News10NBC Investigates: Father loses job, unemployment eligibility to care for cancer-stricken daughter
GATES, N.Y. — A father is trying to protect his daughter stricken with cancer for the second time in four years and at the same time, he’s trying to fight one of the most frustrating, complicated systems in New York.
The Antinetto family in Gates has been through the ringer with the state Department of Labor. And still, eight months after Frank Antinetto lost his job to take care of his daughter, he hasn’t received a single payment.
This is a joint investigation by News10NBC and New York Focus, an investigative news organization in New York City.
We tracked the story of Frank Antinetto and his daughter Jazzy to St. Jude Children’s Hospital in Memphis and back home.
New York Focus looked into the Department of Labor’s rate of denying claims.
“Ride that sucker,” Frank said to Jazzy in a video last Christmas.
The video shows Jazzy Antinetto learning to ride her new scooter outside her home in Gates. She was 13 years old. By May she was at St. Jude Children’s Hospital with leukemia. Doctors told her parents it was probably caused by the treatment for her brain cancer four years earlier.
Berkely Brean, News10NBC: “You miss your friends?”
Jazzy Antinetto on Zoom: “Yeah.”
Brean: “I would too.”
“It’s devastating,” her dad said at her bedside. “It’s absolutely devastating.”
Frank Antinetto went to St. Jude’s to be with his daughter. She was there to treat her brain cancer as well.
Despite text messages with his manager, that he shared with Berkeley that show he was communicating with his employer, Frank was fired by RIT in June for leaving his job and violating its “Absence Reporting Policy.”
Because of that, the State Department of Labor said he left “without good cause” and was therefore ineligible for unemployment.
In July, Frank appealed citing the state law of a compelling family reason. In August, labor changed its mind and wrote in a letter that the “claimant is eligible.”
But by the time Berkeley talked to Frank from Jazzy’s hospital room in September, he still couldn’t get anyone at labor to deal with his claim.
“You can’t get through to anybody on the phone or on their website,” he said.

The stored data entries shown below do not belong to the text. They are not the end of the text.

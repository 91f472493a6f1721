//! Catalog of datasets, benchmarks and their static properties (catalog.json).
//!
//! JSON shape (every field optional):
//! {
//!   "datasets": ["Poisson", "IBM"],          // processing order
//!   "benchmarks": ["ttl_bench", "update_bench"],
//!   "scales": [1, 10, 100],                  // empty => discover from the log dir
//!   "requests": { "IBM": 30000 },            // total requests replayed per dataset
//!   "benchmark_labels": { "ttl_bench": "TTL (1s)" },
//!   "dataset_aliases": { "Poisson": "PoissonR" }
//! }
//!
//! Lists replace the built-in defaults; maps are merged over them.

use crate::error::AnalysisError;
use anyhow::{Context, bail};
use serde::Deserialize;
use std::collections::{BTreeMap, BTreeSet};
use std::fs;

const DEFAULT_DATASETS: &[&str] = &[
    "PoissonMix",
    "Poisson",
    "PoissonWrite",
    "Tencent",
    "IBM",
    "Alibaba",
];

const DEFAULT_BENCHMARKS: &[&str] = &[
    "stale_bench",
    "ttl_bench",
    "invalidate_bench",
    "update_bench",
    "adaptive_bench",
    "oracle_bench",
];

const DEFAULT_REQUESTS: &[(&str, u64)] = &[
    ("Meta", 500_000),
    ("Twitter", 5_000_000),
    ("IBM", 30_000),
    ("Tencent", 100_000),
    ("Alibaba", 300_000),
    ("Poisson", 200_000),
    ("PoissonWrite", 200_000),
    ("PoissonMix", 200_000),
];

const DEFAULT_BENCHMARK_LABELS: &[(&str, &str)] = &[
    ("stale_bench", "TTL (Inf.)"),
    ("ttl_bench", "TTL (1s)"),
    ("invalidate_bench", "Inv."),
    ("update_bench", "Upd."),
    ("adaptive_bench", "Adpt."),
    ("oracle_bench", "Oracle"),
];

const DEFAULT_DATASET_ALIASES: &[(&str, &str)] = &[("Poisson", "PoissonR")];

/// Raw catalog shape as it appears in catalog.json.
#[derive(Debug, Clone, Default, Deserialize)]
#[serde(deny_unknown_fields)]
pub struct CatalogSpec {
    #[serde(default)]
    pub datasets: Option<Vec<String>>,

    #[serde(default)]
    pub benchmarks: Option<Vec<String>>,

    #[serde(default)]
    pub scales: Option<Vec<u32>>,

    #[serde(default)]
    pub requests: BTreeMap<String, u64>,

    #[serde(default)]
    pub benchmark_labels: BTreeMap<String, String>,

    #[serde(default)]
    pub dataset_aliases: BTreeMap<String, String>,
}

/// Validated catalog ready for a batch run.
#[derive(Debug, Clone, PartialEq)]
pub struct Catalog {
    pub datasets: Vec<String>,
    pub benchmarks: Vec<String>,
    /// Sorted ascending, no duplicates. Empty means "whatever the directory holds".
    pub scales: Vec<u32>,
    pub requests: BTreeMap<String, u64>,
    pub benchmark_labels: BTreeMap<String, String>,
    pub dataset_aliases: BTreeMap<String, String>,
}

impl CatalogSpec {
    /// Merge over the built-in defaults and check the result is usable.
    pub fn validate_and_build(self) -> anyhow::Result<Catalog> {
        let datasets = self
            .datasets
            .unwrap_or_else(|| DEFAULT_DATASETS.iter().map(|s| s.to_string()).collect());
        let benchmarks = self
            .benchmarks
            .unwrap_or_else(|| DEFAULT_BENCHMARKS.iter().map(|s| s.to_string()).collect());

        if datasets.is_empty() {
            bail!("catalog lists no datasets");
        }
        if benchmarks.is_empty() {
            bail!("catalog lists no benchmarks");
        }

        let scales: Vec<u32> = self
            .scales
            .unwrap_or_default()
            .into_iter()
            .collect::<BTreeSet<_>>()
            .into_iter()
            .collect();

        let mut requests: BTreeMap<String, u64> = DEFAULT_REQUESTS
            .iter()
            .map(|(k, v)| (k.to_string(), *v))
            .collect();
        requests.extend(self.requests);
        for (dataset, count) in &requests {
            if *count == 0 {
                bail!("request count for dataset {} must be positive", dataset);
            }
        }

        let mut benchmark_labels = to_string_map(DEFAULT_BENCHMARK_LABELS);
        benchmark_labels.extend(self.benchmark_labels);

        let mut dataset_aliases = to_string_map(DEFAULT_DATASET_ALIASES);
        dataset_aliases.extend(self.dataset_aliases);

        Ok(Catalog {
            datasets,
            benchmarks,
            scales,
            requests,
            benchmark_labels,
            dataset_aliases,
        })
    }
}

fn to_string_map(pairs: &[(&str, &str)]) -> BTreeMap<String, String> {
    pairs
        .iter()
        .map(|(k, v)| (k.to_string(), v.to_string()))
        .collect()
}

impl Catalog {
    /// Read and validate a catalog file.
    pub fn load(path: &str) -> anyhow::Result<Self> {
        let text =
            fs::read_to_string(path).with_context(|| format!("read catalog file {}", path))?;
        let spec: CatalogSpec =
            serde_json::from_str(&text).with_context(|| format!("parse catalog file {}", path))?;
        spec.validate_and_build()
            .with_context(|| format!("invalid catalog file {}", path))
    }

    /// Total number of requests a run over `dataset` replays.
    pub fn requests_for(&self, dataset: &str) -> Result<u64, AnalysisError> {
        self.requests
            .get(dataset)
            .copied()
            .ok_or_else(|| AnalysisError::UnknownDataset {
                dataset: dataset.to_string(),
            })
    }
}

impl Default for Catalog {
    fn default() -> Self {
        // The defaults are constants and always validate.
        CatalogSpec::default()
            .validate_and_build()
            .expect("built-in catalog is valid")
    }
}

#[cfg(test)]
mod tests {
    use super::*;
    use pretty_assertions::assert_eq;

    fn build(json: &str) -> anyhow::Result<Catalog> {
        serde_json::from_str::<CatalogSpec>(json)?.validate_and_build()
    }

    #[test]
    fn empty_object_yields_defaults() {
        let c = build("{}").unwrap();
        assert_eq!(c, Catalog::default());
        assert_eq!(c.datasets.len(), 6);
        assert_eq!(c.benchmarks[0], "stale_bench");
        assert!(c.scales.is_empty());
        assert_eq!(c.requests_for("Twitter").unwrap(), 5_000_000);
        assert_eq!(c.benchmark_labels["oracle_bench"], "Oracle");
        assert_eq!(c.dataset_aliases["Poisson"], "PoissonR");
    }

    #[test]
    fn lists_replace_and_maps_merge() {
        let c = build(
            r#"{
                "datasets": ["Synthetic"],
                "scales": [100, 1, 10, 1],
                "requests": {"Synthetic": 1000, "IBM": 60000}
            }"#,
        )
        .unwrap();
        assert_eq!(c.datasets, vec!["Synthetic".to_string()]);
        assert_eq!(c.scales, vec![1, 10, 100]);
        assert_eq!(c.requests_for("Synthetic").unwrap(), 1000);
        assert_eq!(c.requests_for("IBM").unwrap(), 60_000);
        assert_eq!(c.requests_for("Meta").unwrap(), 500_000);
    }

    #[test]
    fn unknown_dataset_is_explicit() {
        let err = Catalog::default().requests_for("Nope").unwrap_err();
        assert_eq!(err.kind(), "unknown_dataset");
    }

    #[test]
    fn rejects_zero_requests() {
        assert!(build(r#"{"requests": {"IBM": 0}}"#).is_err());
    }

    #[test]
    fn rejects_empty_lists() {
        assert!(build(r#"{"datasets": []}"#).is_err());
        assert!(build(r#"{"benchmarks": []}"#).is_err());
    }

    #[test]
    fn rejects_unknown_fields() {
        assert!(serde_json::from_str::<CatalogSpec>(r#"{"dataset": ["x"]}"#).is_err());
    }
}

In its story, New York Focus reports the state grants 90% of unemployment claims and that it gets 25,000 calls a day. But for the claims it denies, “New York is in the top 15 states with the highest rates of improper decisions” the New York Focus story reports.
The story sources a federal report that estimates “one in eight” claimants denied were “actually eligible.” A labor spokesman told New York Focus “Improving New York’s Unemployment Insurance system has been a priority.”
Wednesday, the Department of Labor told News10NBC that the estimate is “based on a very small sample – 480 cases out of 840,000” cases filed in 2022. NYSDOL says the estimates are “subject to errors.”
The day before Thanksgiving, Jazzy returned home from St. Jude’s. We were at the airport for the reunion.
When Berkeley contacted the Department of Labor in September, the office emailed him and wrote that state confidentiality law prohibits the department from talking about Frank’s case, or any claimant’s case specifically, but they would not talk about Frank’s case specifically, but they “weigh each application carefully” and if someone, like Frank, disagrees with a denial they can ask for a judicial hearing.
Frank did that in October. The judge said he was only ineligible between June and October 11. Frank took that to mean he would be eligible after October 11th, so Frank called the labor office after the ruling.
Frank Antinetto: “I spoke to the woman on the phone. She told me I didn’t have a claim,” he said from his kitchen table with Jazzy and his wife Mykel.
Brean: “Didn’t I have a claim?”
Frank: “Yeah,” he said.” So I literally had to start all over again on the Nov. 26. I guess it makes you wonder that if I don’t qualify for unemployment in this situation, who would?
Frank felt there were conflicts inside the state unemployment labor laws.
On the one hand, State labor law says compelling family reasons make you eligible. On the other hand it requires a person be “ready, willing and able to work immediately.”
Frank told Berkeley that was difficult to do from a hospital room at St. Jude’s.